As many of you know, I'm currently a graduate student at a major university in New York city. Over the last three years there has been a concerted effort by most of the graduate students here to convince both the university and the national labor relations board (NLRB) to allow the graduate student population to form a union and a collective bargaining unit that will ensure that graduate students get the rights that any worker deserves. The university has fought us tooth and nail on this issue, bringing forth all of their financial, political and legal clout and directing it at the NLRB in an effort to redefine whether a graduate student working in a lab (graduate research associate, or GRA) could legally be considered an "employee." The university contended that we should not, and therefore if we are not employees then we are not subject to the provisions of the National Labor Relations act which states that any group of employees has the right to form a union if a majority votes in favor of doing so.

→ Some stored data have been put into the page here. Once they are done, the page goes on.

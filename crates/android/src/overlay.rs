//! Runtime resource overlay (RRO) package scaffolding
//!
//! Produces:
//!
//! ```text
//! <output_dir>/<name>/
//!     AndroidManifest.xml
//!     Android.bp
//!     res/values/config.xml
//! ```

use droidtools_core::error::{Error, Result};
use quick_xml::events::{BytesDecl, BytesEnd, BytesStart, Event};
use quick_xml::{Reader, Writer};
use std::path::{Path, PathBuf};
use tracing::info;

/// Manifest file name at the root of a decoded archive
pub const MANIFEST_FILE: &str = "AndroidManifest.xml";

/// Build descriptor file name
pub const BLUEPRINT_FILE: &str = "Android.bp";

const ANDROID_NAMESPACE: &str = "http://schemas.android.com/apk/res/android";

/// Read the `package` attribute of the manifest root element
pub fn manifest_package(xml: &str) -> Result<String> {
    let mut reader = Reader::from_str(xml);

    loop {
        match reader
            .read_event()
            .map_err(|e| Error::manifest(format!("Malformed manifest: {}", e)))?
        {
            Event::Start(root) | Event::Empty(root) => {
                let package = root
                    .try_get_attribute("package")
                    .map_err(|e| Error::manifest(format!("Malformed manifest attribute: {}", e)))?
                    .ok_or_else(|| Error::manifest("Manifest root has no package attribute"))?;
                let package = package
                    .unescape_value()
                    .map_err(|e| Error::manifest(format!("Malformed package attribute: {}", e)))?;
                let package = package.trim();
                if package.is_empty() {
                    return Err(Error::manifest("Manifest package attribute is empty"));
                }
                return Ok(package.to_string());
            }
            Event::Eof => return Err(Error::manifest("Manifest has no root element")),
            _ => {}
        }
    }
}

/// Read the package name declared by a decoded archive
pub fn read_manifest_package(decoded_root: &Path) -> Result<String> {
    let path = decoded_root.join(MANIFEST_FILE);
    if !path.is_file() {
        return Err(Error::manifest(format!("Manifest not found: {}", path.display()))
            .with_suggestion("Check that the archive decoded into a full application tree"));
    }
    let xml = std::fs::read_to_string(&path)?;
    manifest_package(&xml).map_err(|e| e.with_context(format!("Reading {}", path.display())))
}

/// Overlay package identity
#[derive(Debug, Clone, PartialEq, Eq)]
pub struct OverlaySpec {
    /// Module name and directory name
    pub name: String,
    /// Package name of the overlay itself
    pub package: String,
    /// Package whose resources are overlaid
    pub target_package: String,
}

impl OverlaySpec {
    /// Describe an overlay; the package defaults to `<target>.overlay`
    pub fn new(name: &str, target_package: &str, package: Option<&str>) -> Result<Self> {
        validate_name(name)?;
        let package = package
            .map(str::to_string)
            .unwrap_or_else(|| format!("{}.overlay", target_package));
        validate_package(&package)?;
        validate_package(target_package)?;

        Ok(Self {
            name: name.to_string(),
            package,
            target_package: target_package.to_string(),
        })
    }
}

/// Reject overlay names that are not a single safe path component
pub fn validate_name(name: &str) -> Result<()> {
    let valid = !name.is_empty()
        && name
            .chars()
            .all(|c| c.is_ascii_alphanumeric() || matches!(c, '_' | '-' | '.'))
        && name != "."
        && name != "..";
    if valid {
        Ok(())
    } else {
        Err(Error::validation(format!("Invalid overlay name: {:?}", name))
            .with_suggestion("Use letters, digits, '_', '-' or '.'"))
    }
}

fn validate_package(package: &str) -> Result<()> {
    let valid = package.split('.').all(|segment| {
        segment
            .chars()
            .next()
            .is_some_and(|c| c.is_ascii_alphabetic() || c == '_')
            && segment.chars().all(|c| c.is_ascii_alphanumeric() || c == '_')
    });
    if valid {
        Ok(())
    } else {
        Err(Error::validation(format!("Invalid package name: {:?}", package)))
    }
}

fn xml_error(err: impl std::fmt::Display) -> Error {
    Error::io(format!("Failed to render manifest: {}", err))
}

/// Overlay `AndroidManifest.xml`
pub fn render_manifest(spec: &OverlaySpec) -> Result<String> {
    let mut writer = Writer::new_with_indent(Vec::new(), b' ', 4);
    writer
        .write_event(Event::Decl(BytesDecl::new("1.0", Some("utf-8"), None)))
        .map_err(xml_error)?;

    let mut manifest = BytesStart::new("manifest");
    manifest.push_attribute(("xmlns:android", ANDROID_NAMESPACE));
    manifest.push_attribute(("package", spec.package.as_str()));
    writer.write_event(Event::Start(manifest)).map_err(xml_error)?;

    let mut overlay = BytesStart::new("overlay");
    overlay.push_attribute(("android:targetPackage", spec.target_package.as_str()));
    overlay.push_attribute(("android:priority", "1"));
    overlay.push_attribute(("android:isStatic", "true"));
    writer.write_event(Event::Empty(overlay)).map_err(xml_error)?;

    writer
        .write_event(Event::End(BytesEnd::new("manifest")))
        .map_err(xml_error)?;

    let mut xml = String::from_utf8(writer.into_inner()).map_err(xml_error)?;
    xml.push('\n');
    Ok(xml)
}

/// Overlay `Android.bp`
pub fn render_blueprint(spec: &OverlaySpec) -> String {
    format!(
        r#"runtime_resource_overlay {{
    name: "{name}",
    certificate: "platform",
    visibility: ["//visibility:public"],
    resource_dirs: ["res"],
    package_name: "{package}",
}}
"#,
        name = spec.name,
        package = spec.package,
    )
}

/// Create the overlay package directory from an already rendered values file
///
/// Returns the overlay directory.
pub fn scaffold(spec: &OverlaySpec, output_dir: &Path, values_file: &Path) -> Result<PathBuf> {
    if !values_file.is_file() {
        return Err(Error::file_not_found(values_file));
    }

    let overlay_dir = output_dir.join(&spec.name);
    let values_dir = overlay_dir.join("res").join("values");
    std::fs::create_dir_all(&values_dir)?;

    std::fs::copy(values_file, values_dir.join("config.xml"))?;
    std::fs::write(overlay_dir.join(MANIFEST_FILE), render_manifest(spec)?)?;
    std::fs::write(overlay_dir.join(BLUEPRINT_FILE), render_blueprint(spec))?;

    info!(
        overlay = %spec.name,
        package = %spec.package,
        target = %spec.target_package,
        dir = %overlay_dir.display(),
        "Scaffolded overlay package"
    );
    Ok(overlay_dir)
}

In the spring of 2002 the graduate students held a vote to decide whether we wanted to associate ourselves with the United Auto Workers union (UAW), a loose conglomeration of manufacturing employees, clerical workers, and increasingly, students who have together formed a large and powerful group. The votes were counted, but the results were sealed. As soon as the vote was held the university received a temporary injunction from a federal court prohibiting release of the results of the vote pending the outcome of a lawsuit the university had filed against the NLRB stating that GRAs are not employees and thus not entitled to form a union. Informal counts suggested that the measure had passed by a wide margin.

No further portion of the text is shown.